Collected data:
[Start of Attachment]
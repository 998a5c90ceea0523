use float_cmp::approx_eq;
use itertools::Itertools;
use ndarray::Array2;

use crate::entities::{Instance, Layout};
use crate::eval::{DistanceMatrix, FlowMatrix};

//Various checks to verify correctness of the state of the system
//Used in debug_assertion!() blocks

pub fn ids_are_consecutive(ids: impl Iterator<Item = usize>) -> bool {
    ids.enumerate().all(|(i, id)| i == id)
}

pub fn layout_is_bijection(layout: &Layout) -> bool {
    let n = layout.len();
    layout.order().iter().all(|m| *m < n) && layout.order().iter().all_unique()
}

pub fn matrix_is_symmetric(values: &Array2<f64>) -> bool {
    let (rows, cols) = values.dim();
    rows == cols
        && (0..rows)
            .cartesian_product(0..cols)
            .all(|(i, j)| approx_eq!(f64, values[[i, j]], values[[j, i]]))
}

pub fn diagonal_is_zero(values: &Array2<f64>) -> bool {
    values.diag().iter().all(|v| *v == 0.0)
}

pub fn distance_matrix_is_valid(dm: &DistanceMatrix) -> bool {
    matrix_is_symmetric(dm.values())
        && diagonal_is_zero(dm.values())
        && dm.values().iter().all(|d| *d >= 0.0)
}

/// Recomputes the total flow of the instance by walking the routes once more.
pub fn flow_matrix_matches_instance(fm: &FlowMatrix, instance: &Instance) -> bool {
    let expected = instance
        .process_plans
        .iter()
        .flat_map(|plan| {
            plan.transitions()
                .map(move |(from, _)| plan.arrival_rate * instance.operation(from).processing_time)
        })
        .sum::<f64>();

    fm.n_machines() == instance.n_machines()
        && fm.values().iter().all(|f| *f >= 0.0)
        && approx_eq!(f64, fm.total_flow(), expected, epsilon = 1e-9 * expected.max(1.0))
}
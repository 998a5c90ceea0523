use anyhow::Result;
use itertools::Itertools;
use ndarray::Array2;

use crate::entities::{Instance, Location};
use crate::util::NameIndex;
use crate::util::assertions;

/// Rectilinear distance between every ordered pair of candidate locations.
/// Symmetric, with a zero diagonal. Rows and columns follow the order of the locations.
#[derive(Debug, Clone)]
pub struct DistanceMatrix {
    locations: NameIndex,
    values: Array2<f64>,
}

impl DistanceMatrix {
    /// Builds the matrix for a standalone set of locations, failing on duplicate names.
    pub fn new(locations: &[Location]) -> Result<Self> {
        let index = NameIndex::try_new(locations.iter().map(|l| &l.name))?;
        Ok(Self::build(locations, index))
    }

    /// Builds the matrix over the canonical location axis of the instance.
    pub fn from_instance(instance: &Instance) -> Self {
        Self::build(&instance.locations, instance.location_index().clone())
    }

    fn build(locations: &[Location], index: NameIndex) -> Self {
        let n = locations.len();
        let mut values = Array2::<f64>::zeros((n, n));
        for (a, b) in (0..n).tuple_combinations() {
            let d = locations[a].pos.manhattan(&locations[b].pos) as f64;
            values[[a, b]] = d;
            values[[b, a]] = d;
        }

        let dm = Self {
            locations: index,
            values,
        };
        debug_assert!(assertions::distance_matrix_is_valid(&dm));
        dm
    }

    /// Distance between locations with ids `from` and `to`
    pub fn get(&self, from: usize, to: usize) -> f64 {
        self.values[[from, to]]
    }

    /// Distance between two locations, by name
    pub fn get_by_name(&self, from: &str, to: &str) -> Option<f64> {
        Some(self.get(self.locations.get(from)?, self.locations.get(to)?))
    }

    pub fn n_locations(&self) -> usize {
        self.locations.len()
    }

    pub fn values(&self) -> &Array2<f64> {
        &self.values
    }
}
[End of Attachment]
## What to work on
The exact wording of every entry above should be written out again.

## Worked solution
repository 998a5c90ceea0523
use float_cmp::approx_eq;
use itertools::Itertools;
use ndarray::Array2;

use crate::entities::{Instance, Layout};
use crate::eval::{DistanceMatrix, FlowMatrix};

//Various checks to verify correctness of the state of the system
//Used in debug_assertion!() blocks

pub fn ids_are_consecutive(ids: impl Iterator<Item = usize>) -> bool {
    ids.enumerate().all(|(i, id)| i == id)
}

pub fn layout_is_bijection(layout: &Layout) -> bool {
    let n = layout.len();
    layout.order().iter().all(|m| *m < n) && layout.order().iter().all_unique()
}

pub fn matrix_is_symmetric(values: &Array2<f64>) -> bool {
    let (rows, cols) = values.dim();
    rows == cols
        && (0..rows)
            .cartesian_product(0..cols)
            .all(|(i, j)| approx_eq!(f64, values[[i, j]], values[[j, i]]))
}

pub fn diagonal_is_zero(values: &Array2<f64>) -> bool {
    values.diag().iter().all(|v| *v == 0.0)
}

pub fn distance_matrix_is_valid(dm: &DistanceMatrix) -> bool {
    matrix_is_symmetric(dm.values())
        && diagonal_is_zero(dm.values())
        && dm.values().iter().all(|d| *d >= 0.0)
}

/// Recomputes the total flow of the instance by walking the routes once more.
pub fn flow_matrix_matches_instance(fm: &FlowMatrix, instance: &Instance) -> bool {
    let expected = instance
        .process_plans
        .iter()
        .flat_map(|plan| {
            plan.transitions()
                .map(move |(from, _)| plan.arrival_rate * instance.operation(from).processing_time)
        })
        .sum::<f64>();

    fm.n_machines() == instance.n_machines()
        && fm.values().iter().all(|f| *f >= 0.0)
        && approx_eq!(f64, fm.total_flow(), expected, epsilon = 1e-9 * expected.max(1.0))
}
repository 998a5c90ceea0523
use anyhow::Result;
use itertools::Itertools;
use ndarray::Array2;

use crate::entities::{Instance, Location};
use crate::util::NameIndex;
use crate::util::assertions;

/// Rectilinear distance between every ordered pair of candidate locations.
/// Symmetric, with a zero diagonal. Rows and columns follow the order of the locations.
#[derive(Debug, Clone)]
pub struct DistanceMatrix {
    locations: NameIndex,
    values: Array2<f64>,
}

impl DistanceMatrix {
    /// Builds the matrix for a standalone set of locations, failing on duplicate names.
    pub fn new(locations: &[Location]) -> Result<Self> {
        let index = NameIndex::try_new(locations.iter().map(|l| &l.name))?;
        Ok(Self::build(locations, index))
    }

    /// Builds the matrix over the canonical location axis of the instance.
    pub fn from_instance(instance: &Instance) -> Self {
        Self::build(&instance.locations, instance.location_index().clone())
    }

    fn build(locations: &[Location], index: NameIndex) -> Self {
        let n = locations.len();
        let mut values = Array2::<f64>::zeros((n, n));
        for (a, b) in (0..n).tuple_combinations() {
            let d = locations[a].pos.manhattan(&locations[b].pos) as f64;
            values[[a, b]] = d;
            values[[b, a]] = d;
        }

        let dm = Self {
            locations: index,
            values,
        };
        debug_assert!(assertions::distance_matrix_is_valid(&dm));
        dm
    }

    /// Distance between locations with ids `from` and `to`
    pub fn get(&self, from: usize, to: usize) -> f64 {
        self.values[[from, to]]
    }

    /// Distance between two locations, by name
    pub fn get_by_name(&self, from: &str, to: &str) -> Option<f64> {
        Some(self.get(self.locations.get(from)?, self.locations.get(to)?))
    }

    pub fn n_locations(&self) -> usize {
        self.locations.len()
    }

    pub fn values(&self) -> &Array2<f64> {
        &self.values
    }
}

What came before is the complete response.